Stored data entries
=-=-=-=-=
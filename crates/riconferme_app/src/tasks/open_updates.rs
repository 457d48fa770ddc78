//! Announces the procedures created in this run on the shared pages.

use anyhow::Result;
use bot_logging::bot_info;
use chrono_tz::Tz;
use riconferme_core::localtime::time_with_article;
use riconferme_core::procedure::silent_end;
use riconferme_core::wikitext::{
    add_block_lines, transclusions, update_news_counter, VotesBlock, SILENT_NEWS_COUNTER,
};
use riconferme_core::TaskResult;
use riconferme_engine::EditParams;

use super::{rewrite_page, TaskContext};
use crate::keys::{MAIN_PAGE_TITLE, NEWS_PAGE_TITLE, VOTE_PAGE_TITLE};
use crate::page::ProcedurePage;

pub(super) async fn run(ctx: &mut TaskContext) -> Result<TaskResult> {
    let mut pages: Vec<ProcedurePage> = ctx.provider.created_pages().to_vec();
    if pages.is_empty() {
        bot_info!("No procedures were opened");
        return Ok(TaskResult::nothing());
    }

    add_to_main_page(ctx, &pages).await?;
    add_vote_lines(ctx, &mut pages).await?;
    update_news(ctx, pages.len()).await?;
    Ok(TaskResult::good())
}

async fn add_to_main_page(ctx: &mut TaskContext, pages: &[ProcedurePage]) -> Result<()> {
    let title = ctx.config_str(MAIN_PAGE_TITLE)?;
    let titles: Vec<&str> = pages.iter().map(ProcedurePage::title).collect();
    let summary = ctx
        .msg("ric-main-page-summary")?
        .param("$num", pages.len().to_string())
        .text();
    ctx.wikis
        .main
        .edit_page(EditParams::append(title, transclusions(&titles)).summary(summary))
        .await?;
    Ok(())
}

async fn add_vote_lines(ctx: &mut TaskContext, pages: &mut [ProcedurePage]) -> Result<()> {
    let tz: Tz = ctx.tz;
    let mut lines = Vec::with_capacity(pages.len());
    for page in pages.iter_mut() {
        let end = silent_end(page.creation_ts(&mut ctx.wikis.main).await?);
        lines.push(
            ctx.msg("ric-vote-line")?
                .params([
                    ("$user", page.user()),
                    ("$title", page.title()),
                    ("$end", time_with_article(end, tz).as_str()),
                ])
                .text(),
        );
    }

    let title = ctx.config_str(VOTE_PAGE_TITLE)?;
    let summary = ctx
        .msg("ric-votes-page-summary")?
        .param("$num", pages.len().to_string())
        .text();
    rewrite_page(&mut ctx.wikis.main, &title, summary, |content| {
        Ok(add_block_lines(content, VotesBlock::Silent, &lines)?)
    })
    .await?;
    Ok(())
}

async fn update_news(ctx: &mut TaskContext, opened: usize) -> Result<()> {
    let title = ctx.config_str(NEWS_PAGE_TITLE)?;
    let summary = ctx
        .msg("ric-news-page-summary")?
        .param("$num", opened.to_string())
        .text();
    rewrite_page(&mut ctx.wikis.main, &title, summary, |content| {
        Ok(update_news_counter(content, SILENT_NEWS_COUNTER, opened as i64)?)
    })
    .await?;
    Ok(())
}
=-=-=-=-=
▶ **About this task**:
From the line holding "Ok(add_block_lines(content, VotesBlock::Silent, &lines)?)" to the final line of the data, output each line exactly and nothing more.

▶ **Solution below**:
        Ok(add_block_lines(content, VotesBlock::Silent, &lines)?)
    })
    .await?;
    Ok(())
}

async fn update_news(ctx: &mut TaskContext, opened: usize) -> Result<()> {
    let title = ctx.config_str(NEWS_PAGE_TITLE)?;
    let summary = ctx
        .msg("ric-news-page-summary")?
        .param("$num", opened.to_string())
        .text();
    rewrite_page(&mut ctx.wikis.main, &title, summary, |content| {
        Ok(update_news_counter(content, SILENT_NEWS_COUNTER, opened as i64)?)
    })
    .await?;
    Ok(())
}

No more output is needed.